First Author  Hakobyan N Year  2004
Journal  Blood Volume  104
Issue  7 Pages  2060-4
PubMed ID  15172967 Mgi Jnum  J:93755
Mgi Id  MGI:3505651 Doi  10.1182/blood-2003-12-4231
Citation  Hakobyan N, et al. (2004) Pathobiology of hemophilic synovitis I: overexpression of mdm2 oncogene. Blood 104(7):2060-4
abstractText  Hemophilia is a genetic disease caused by a deficiency of blood coagulation factor VIII or IX. Bleeding into joints is the most frequent manifestation of hemophilia. Hemarthrosis results in an inflammatory and proliferative disorder termed hemophilic synovitis (HS). In time, a debilitating, crippling arthritis, hemophilic arthropathy, develops. Although the clinical sequence of events from joint bleeding to synovitis to arthropathy is well documented, the component or components in blood and the molecular changes responsible for hemophilic synovitis are not known. Iron has long been suspected to be the culprit but direct evidence has been lacking. Previously, we showed that iron increased human synovial cell proliferation and induced c-myc expression.
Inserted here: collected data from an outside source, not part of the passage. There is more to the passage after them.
//! Wire formats shared with the device: descriptor IDs, transmit ring
//! entries and completion ring entries.
//!
//! The device never sees host pointers to descriptor slots. Every frame
//! handed to the hardware carries a packed [`TxDescId`], and every
//! completion returns one. The packing is part of the device ABI, so the
//! field widths here must not change independently of it.

use bitfield_struct::bitfield;

/// Maximum number of descriptor pools addressable by a [`TxDescId`].
pub const MAX_DESC_POOLS: usize = 1 << 4;
/// Maximum number of slots per pool addressable by a [`TxDescId`].
pub const MAX_POOL_SIZE: usize = 1 << 16;

/// Packed software descriptor ID, as carried through the hardware.
///
/// The low 16 bits index the slot within its pool, the next four bits
/// select the pool. The device treats this as an opaque cookie.
#[bitfield(u32)]
#[derive(PartialEq, Eq)]
pub struct TxDescId {
    #[bits(16)]
    pub offset: u16,
    #[bits(4)]
    pub pool_id: u8,
    #[bits(12)]
    __: u16,
}

/// First word of a transmit ring entry: where the payload lives and which
/// software descriptor it belongs to.
#[bitfield(u64)]
#[derive(PartialEq, Eq)]
pub struct TxBufferInfo {
    #[bits(40)]
    pub buffer_addr: u64,
    /// Return buffer manager, selects the completion ring the device
    /// releases this entry to.
    #[bits(4)]
    pub return_ring: u8,
    #[bits(20)]
    pub desc_id: u32,
}

/// Second word of a transmit ring entry: per-frame transmit parameters.
#[bitfield(u64)]
#[derive(PartialEq, Eq)]
pub struct TxFrameInfo {
    #[bits(16)]
    pub data_len: u16,
    /// Bytes of headroom before the actual payload.
    #[bits(8)]
    pub packet_offset: u8,
    #[bits(2)]
    pub encap_type: u8,
    /// Set when `buffer_addr` points at a scatter list rather than payload.
    pub extension: bool,
    /// Route this frame to the firmware instead of transmitting directly.
    pub to_fw: bool,
    pub checksum_offload: bool,
    #[bits(4)]
    pub tid: u8,
    pub tid_valid: bool,
    pub mesh: bool,
    #[bits(16)]
    pub fw_metadata: u16,
    #[bits(13)]
    __: u16,
}

/// A transmit data ring entry, two 64 bit words.
#[derive(Clone, Copy, Debug, Default, PartialEq, Eq)]
pub struct HwTxDesc {
    pub buffer: TxBufferInfo,
    pub frame: TxFrameInfo,
}

/// A completion ring entry, one 64 bit word.
#[bitfield(u64)]
#[derive(PartialEq, Eq)]
pub struct CompletionInfo {
    #[bits(20)]
    pub desc_id: u32,
    /// Which block of the device released this descriptor, see
    /// [`ReleaseSource`].
    #[bits(3)]
    pub release_source: u8,
    /// Hardware release reason, only meaningful for
    /// [`ReleaseSource::Hw`]. See [`HwReleaseReason`].
    #[bits(4)]
    pub release_reason: u8,
    pub first_msdu: bool,
    pub last_msdu: bool,
    #[bits(3)]
    __: u8,
    /// Firmware status word, only meaningful for [`ReleaseSource::Fw`].
    /// The low bits carry a [`FwTxStatus`].
    #[bits(32)]
    pub fw_status: u32,
}

/// Device block that released a completed descriptor.
#[derive(Clone, Copy, Debug, PartialEq, Eq)]
#[cfg_attr(feature = "defmt", derive(defmt::Format))]
#[repr(u8)]
pub enum ReleaseSource {
    /// Released by the transmit queue manager after over-the-air handling.
    Hw = 0,
    /// Released by the firmware, usually for exception frames.
    Fw = 3,
}
impl ReleaseSource {
    pub const fn from_bits(bits: u8) -> Option<Self> {
        match bits {
            0 => Some(Self::Hw),
            3 => Some(Self::Fw),
            _ => None,
        }
    }
    pub const fn into_bits(self) -> u8 {
        self as u8
    }
}

/// Release reason reported by the hardware queue manager.
#[derive(Clone, Copy, Debug, PartialEq, Eq)]
#[cfg_attr(feature = "defmt", derive(defmt::Format))]
#[repr(u8)]
pub enum HwReleaseReason {
    /// Frame was acknowledged by the peer.
    Acked = 0,
    /// Frame aged out of the hardware queue before transmission.
    Expired = 1,
    /// Frame was transmitted but never acknowledged.
    NoAck = 2,
    /// Frame was flushed from the queue by a remove command.
    Removed = 3,
}
impl HwReleaseReason {
    pub const fn from_bits(bits: u8) -> Option<Self> {
        match bits {
            0 => Some(Self::Acked),
            1 => Some(Self::Expired),
            2 => Some(Self::NoAck),
            3 => Some(Self::Removed),
            _ => None,
        }
    }
    pub const fn into_bits(self) -> u8 {
        self as u8
    }
}

/// Status carried in the firmware status word of a completion entry with
/// [`ReleaseSource::Fw`].
#[derive(Clone, Copy, Debug, PartialEq, Eq)]
#[cfg_attr(feature = "defmt", derive(defmt::Format))]
#[repr(u8)]
pub enum FwTxStatus {
    Ok = 0,
    Drop = 1,
    Ttl = 2,
    /// Firmware wants the frame resubmitted through the regular path.
    Reinject = 3,
    /// Firmware returned a frame previously submitted with the inspect
    /// bit, the host keeps ownership of the buffer.
    Inspect = 4,
}
impl FwTxStatus {
    pub const fn from_bits(bits: u8) -> Option<Self> {
        match bits {
            0 => Some(Self::Ok),
            1 => Some(Self::Drop),
            2 => Some(Self::Ttl),
            3 => Some(Self::Reinject),
            4 => Some(Self::Inspect),
            _ => None,
        }
    }
    pub const fn into_bits(self) -> u8 {
        self as u8
    }
}

/// Final disposition of a frame, recorded on its descriptor before release
/// and reported to completion callbacks.
#[derive(Clone, Copy, Debug, Default, PartialEq, Eq)]
#[cfg_attr(feature = "defmt", derive(defmt::Format))]
#[repr(u8)]
pub enum TxStatus {
    #[default]
    Ok = 0,
    /// Dropped by the target without transmission.
    Discard = 1,
    /// Transmitted but not acknowledged.
    NoAck = 2,
    /// Aged out of a target-side queue.
    Ttl = 3,
    /// Dropped on the host before reaching the target.
    Drop = 4,
    /// The download to the target itself failed.
    DownloadFail = 5,
}
impl TxStatus {
    pub const fn from_bits(bits: u8) -> Self {
        match bits {
            0 => Self::Ok,
            1 => Self::Discard,
            2 => Self::NoAck,
            3 => Self::Ttl,
            5 => Self::DownloadFail,
            _ => Self::Drop,
        }
    }
    pub const fn into_bits(self) -> u8 {
        self as u8
    }
    /// Whether the frame made it over the air.
    pub const fn is_ok(self) -> bool {
        matches!(self, Self::Ok)
    }
}

impl CompletionInfo {
    /// Map this completion entry to the [`TxStatus`] recorded on the
    /// descriptor. Entries with an unrecognized source or reason map to
    /// [`TxStatus::Drop`].
    pub fn tx_status(&self) -> TxStatus {
        match ReleaseSource::from_bits(self.release_source()) {
            Some(ReleaseSource::Hw) => {
                match HwReleaseReason::from_bits(self.release_reason()) {
                    Some(HwReleaseReason::Acked) => TxStatus::Ok,
                    Some(HwReleaseReason::Expired) => TxStatus::Ttl,
                    Some(HwReleaseReason::NoAck) => TxStatus::NoAck,
                    Some(HwReleaseReason::Removed) | None => TxStatus::Drop,
                }
            }
            Some(ReleaseSource::Fw) => match FwTxStatus::from_bits(self.fw_status() as u8) {
                Some(FwTxStatus::Ok) => TxStatus::Ok,
                Some(FwTxStatus::Ttl) => TxStatus::Ttl,
                _ => TxStatus::Drop,
            },
            None => TxStatus::Drop,
        }
    }
}

/// Frame encapsulation on the transmit buffer.
#[derive(Clone, Copy, Debug, Default, PartialEq, Eq)]
#[cfg_attr(feature = "defmt", derive(defmt::Format))]
#[repr(u8)]
pub enum EncapType {
    #[default]
    Ethernet = 0,
    NativeWifi = 1,
    /// Pre-formed 802.11 frames, bypasses target-side encapsulation.
    Raw = 2,
}
impl EncapType {
    pub const fn into_bits(self) -> u8 {
        self as u8
    }
}

/// Default DSCP to TID mapping, applied when a virtual device carries no
/// custom map.
///
/// ```text
/// DSCP        TID     AC
/// 000xxx      0       best effort
/// 001xxx      1       background
/// 010xxx      1       background
/// 011xxx      0       best effort
/// 100xxx      5       video
/// 101xxx      5       video
/// 110xxx      6       voice
/// 111xxx      6       voice
/// ```
#[rustfmt::skip]
pub const DEFAULT_DSCP_TID_MAP: [u8; 64] = [
    0, 0, 0, 0, 0, 0, 0, 0,
    1, 1, 1, 1, 1, 1, 1, 1,
    1, 1, 1, 1, 1, 1, 1, 1,
    0, 0, 0, 0, 0, 0, 0, 0,
    5, 5, 5, 5, 5, 5, 5, 5,
    5, 5, 5, 5, 5, 5, 5, 5,
    6, 6, 6, 6, 6, 6, 6, 6,
    6, 6, 6, 6, 6, 6, 6, 6,
];

#[cfg(test)]
mod tests {
    use super::*;

    #[test]
    fn desc_id_packs_pool_and_offset() {
        let id = TxDescId::new().with_pool_id(3).with_offset(0x1234);
        assert_eq!(id.pool_id(), 3);
        assert_eq!(id.offset(), 0x1234);
        let raw: u32 = id.into();
        assert_eq!(TxDescId::from(raw), id);
    }

    #[test]
    fn completion_status_mapping() {
        let acked = CompletionInfo::new()
            .with_release_source(ReleaseSource::Hw.into_bits())
            .with_release_reason(HwReleaseReason::Acked.into_bits());
        assert_eq!(acked.tx_status(), TxStatus::Ok);

        let expired = acked.with_release_reason(HwReleaseReason::Expired.into_bits());
        assert_eq!(expired.tx_status(), TxStatus::Ttl);

        let fw_drop = CompletionInfo::new()
            .with_release_source(ReleaseSource::Fw.into_bits())
            .with_fw_status(FwTxStatus::Drop.into_bits() as u32);
        assert_eq!(fw_drop.tx_status(), TxStatus::Drop);
    }

    #[test]
    fn unknown_release_reason_is_a_drop() {
        let entry = CompletionInfo::new()
            .with_release_source(ReleaseSource::Hw.into_bits())
            .with_release_reason(0xf);
        assert_eq!(entry.tx_status(), TxStatus::Drop);
    }
}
Here we show that bleeding into a joint in vivo and iron in vitro result in increased expression of the p53-binding protein, mdm2. Iron induced the expression of mdm2 by normal human synovial cells approximately 8-fold. In a murine model of human hemophilia A, hemarthrosis resulted in pathologic changes observed in human hemophilic synovitis and a marked increase in synovial cell proliferation. Iron, in vitro, induced the expression of mdm2. The molecular changes induced by iron in the blood may be the basis of the increase in cell proliferation and the development of hemophilic synovitis.